Gas Prices Headed Lower as Summer Driving Season Heats Up
First, the bad news: Early in the summer, gasoline prices will be considerably higher than they were a year earlier -- in some areas, more than 30% higher. A price bump that large cuts into budgets, and sometimes changes vacation plans. On Friday, the average U.S. price of unleaded regular was $2.83 per gallon, according to data collected by gasbuddy.com. A year ago, it was $2.38.
Now, the good news: The recent plunge in the price of oil means that later in the summer, gasoline prices are likely to drop considerably, provided crude prices remain at or below current levels. Some regions of the country may see price drops of 25% or more, returning gasoline prices to near last year's levels.
Oil prices have plummeted 20% during the past two weeks, from about $88 per barrel to about $70 on Friday, due to concern that measures being taken by debt-plagued European countries to cut their budget deficits will slow Europe's economy, decreasing demand for crude.

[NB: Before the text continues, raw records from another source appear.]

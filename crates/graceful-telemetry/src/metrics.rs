//! Prometheus metrics for graceful shutdown.
//!
//! # Standard Metrics
//!
//! | Metric | Type | Labels | Description |
//! |--------|------|--------|-------------|
//! | `graceful_connections_total` | Counter | `state` | Connection state transitions |
//! | `graceful_live_connections` | Gauge | - | Connections counted towards the drain |
//! | `graceful_forced_closes_total` | Counter | - | Connections closed at the deadline |
//! | `graceful_shutdowns_total` | Counter | `trigger`, `outcome` | Completed shutdowns |
//! | `graceful_drain_duration_seconds` | Histogram | `outcome` | Time from shutdown request to stop |
//!
//! The recording functions are safe to call before [`init_metrics`]: without
//! an installed recorder they do nothing.

use crate::error::TelemetryError;
use crate::TelemetryResult;
use metrics::{counter, describe_counter, describe_gauge, describe_histogram, gauge, histogram};
use metrics_exporter_prometheus::{Matcher, PrometheusBuilder, PrometheusHandle};
use std::net::SocketAddr;
use std::sync::OnceLock;
use std::time::Duration;

/// Counter of connection state transitions.
pub const CONNECTIONS_TOTAL: &str = "graceful_connections_total";

/// Gauge of live connections.
pub const LIVE_CONNECTIONS: &str = "graceful_live_connections";

/// Counter of forced closes.
pub const FORCED_CLOSES_TOTAL: &str = "graceful_forced_closes_total";

/// Counter of completed shutdowns.
pub const SHUTDOWNS_TOTAL: &str = "graceful_shutdowns_total";

/// Histogram of shutdown durations.
pub const DRAIN_DURATION_SECONDS: &str = "graceful_drain_duration_seconds";

static METRICS_HANDLE: OnceLock<PrometheusHandle> = OnceLock::new();

/// Metrics configuration.
#[derive(Debug, Clone, PartialEq)]
pub struct MetricsConfig {
    /// Whether metrics are enabled.
    pub enabled: bool,

    /// Address to expose metrics on (e.g., "0.0.0.0:9090").
    pub addr: String,

    /// Histogram buckets for the drain duration, in seconds.
    pub drain_buckets: Vec<f64>,
}

impl Default for MetricsConfig {
    fn default() -> Self {
        Self {
            enabled: false,
            addr: "0.0.0.0:9090".to_string(),
            drain_buckets: vec![0.01, 0.05, 0.1, 0.5, 1.0, 2.5, 5.0, 10.0, 30.0, 60.0],
        }
    }
}

/// Installs the Prometheus recorder and starts its HTTP listener.
///
/// Must be called from within a Tokio runtime.
///
/// # Errors
///
/// Returns `TelemetryError::InvalidMetricsAddr` for a bad listen address,
/// `TelemetryError::Exporter` if the exporter cannot be built and
/// `TelemetryError::RecorderInstalled` if another recorder got there first.
pub fn init_metrics(config: &MetricsConfig) -> TelemetryResult<()> {
    if !config.enabled {
        return Ok(());
    }

    let addr: SocketAddr = config
        .addr
        .parse()
        .map_err(|source| TelemetryError::InvalidMetricsAddr {
            addr: config.addr.clone(),
            source,
        })?;

    let (recorder, exporter) = PrometheusBuilder::new()
        .with_http_listener(addr)
        .set_buckets_for_metric(
            Matcher::Full(DRAIN_DURATION_SECONDS.to_string()),
            &config.drain_buckets,
        )?
        .build()?;

    let handle = recorder.handle();
    metrics::set_global_recorder(recorder).map_err(|_| TelemetryError::RecorderInstalled)?;
    let _ = METRICS_HANDLE.set(handle);

    tokio::spawn(async move {
        if let Err(e) = exporter.await {
            tracing::error!(error = ?e, "metrics exporter stopped");
        }
    });

    register_metric_descriptions();
    tracing::info!(%addr, "metrics endpoint listening");
    Ok(())
}

/// Renders metrics in Prometheus format.
///
/// Returns `None` if metrics are not initialized.
#[must_use]
pub fn render_metrics() -> Option<String> {
    METRICS_HANDLE.get().map(PrometheusHandle::render)
}

fn register_metric_descriptions() {
    describe_counter!(CONNECTIONS_TOTAL, "Connection state transitions by state");
    describe_gauge!(
        LIVE_CONNECTIONS,
        "Connections currently counted towards the drain"
    );
    describe_counter!(
        FORCED_CLOSES_TOTAL,
        "Connections force-closed when the grace period expired"
    );
    describe_counter!(SHUTDOWNS_TOTAL, "Completed shutdowns by trigger and outcome");
    describe_histogram!(
        DRAIN_DURATION_SECONDS,
        "Time from shutdown request until the server stopped"
    );
}

/// Records a connection state transition.
pub fn record_connection_state(state: &str) {
    counter!(CONNECTIONS_TOTAL, "state" => state.to_string()).increment(1);
}

/// Sets the live connection gauge.
pub fn set_live_connections(live: usize) {
    gauge!(LIVE_CONNECTIONS).set(live as f64);
}

/// Records one forced close.
pub fn record_forced_close() {
    counter!(FORCED_CLOSES_TOTAL).increment(1);
}

/// Records a completed shutdown.
///
/// # Arguments
///
/// * `trigger` - What started it (`interrupt`, `stop`, `listener_exit`)
/// * `outcome` - How it ended (`drained`, `timed_out`)
/// * `elapsed` - Time from the request to `Stopped`
pub fn record_shutdown(trigger: &str, outcome: &str, elapsed: Duration) {
    counter!(
        SHUTDOWNS_TOTAL,
        "trigger" => trigger.to_string(),
        "outcome" => outcome.to_string()
    )
    .increment(1);

    histogram!(DRAIN_DURATION_SECONDS, "outcome" => outcome.to_string())
        .record(elapsed.as_secs_f64());
}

Further, if Europe's economy does slow, the U.S. economy -- with which it is deeply intertwined commercially -- will likely be affected, as well, reducing oil demand further and putting additional downward pressure on its price.
Oil: A Vital but Volatile Commodity
The past two weeks have witnessed a remarkable turnaround in sentiment regarding crude oil. In March, Goldman Sachs reiterated its forecast that oil would hit $95 per barrel in early 2011, and for a while this spring, that analysis looked prescient: Oil pushed though $87 and appeared poised to clear the $90 level.
But then the Greek debt crisis became the focal point of investors' concerns, and shortly thereafter, word of government debt problems in Spain, Portugal, Italy, and Ireland surfaced. The European Union did pass a $1 trillion stabilization package of aid, loans, and loan guarantees, but even that wasn't enough to reverse the shift in sentiment, which now foresees slower GDP growth in Europe, the U.S., and globally, reducing demand for oil.
"It's all about the EU debt crisis and whether it's leading Europe into another recession, with a negative impact on oil demand," Andy Sommer, an analyst at EGL AG in Dietikon, Switzerland, told Bloomberg on Friday.
Thanks to the fall in oil's price, gasoline prices are declining, and will continue to do so unless oil's price rebounds. Every $1 drop in crude oil's per-barrel price deceases the cost of gasoline made from that crude by about 2.5 cents per gallon. Hence, a $20 drop in oil should lower gasoline prices by around 50 cents per gallon, if refiners and gasoline stations pass on those savings to consumers. Lower gasoline prices also boost U.S. economic growth: Each 1 cent drop in gasoline increases U.S. GDP by about $1 billion per year. In that sense, a dip in gas prices is like a tax cut.
So far, wholesale gasoline prices -- the cost of gasoline from the refinery -- have declined in lock-step with the plunge in oil prices. Two weeks ago, wholesale unleaded gasoline sold for $2.46 per gallon -- a two-year high. On Thursday, it had fallen 50 cents to $1.96 per gallon.
Will Gas Stations Lower Prices?
The obvious question is how quickly gas stations will pass along their wholesale savings to their customers. As motorists probably know from personal experience, many gas stations tend to delay lowering their prices for as long as possible.
But history also shows that eventually, market competition forces gas stations to reduce prices, and the nation is already starting to see signs of price cuts. Prices in Huntington, W.Va., had fallen six cents this week to an average of $2.87 per gallon. In metro Los Angeles, the average had fallen four cents to $3.09 per gallon.
Hence, assuming oil's price drop to about $70 holds, gasoline prices should drop in most regions of the U.S. by at least 30 cents to 40 cents per gallon. Some areas could see even larger price declines, though some high-demand areas might see smaller ones.
True, gasoline prices would have to fall about 45 cents to return to last year's $2.38 per gallon spring average, but after a string of cost increases, American motorists will probably be glad to know some good economic news is just down the road.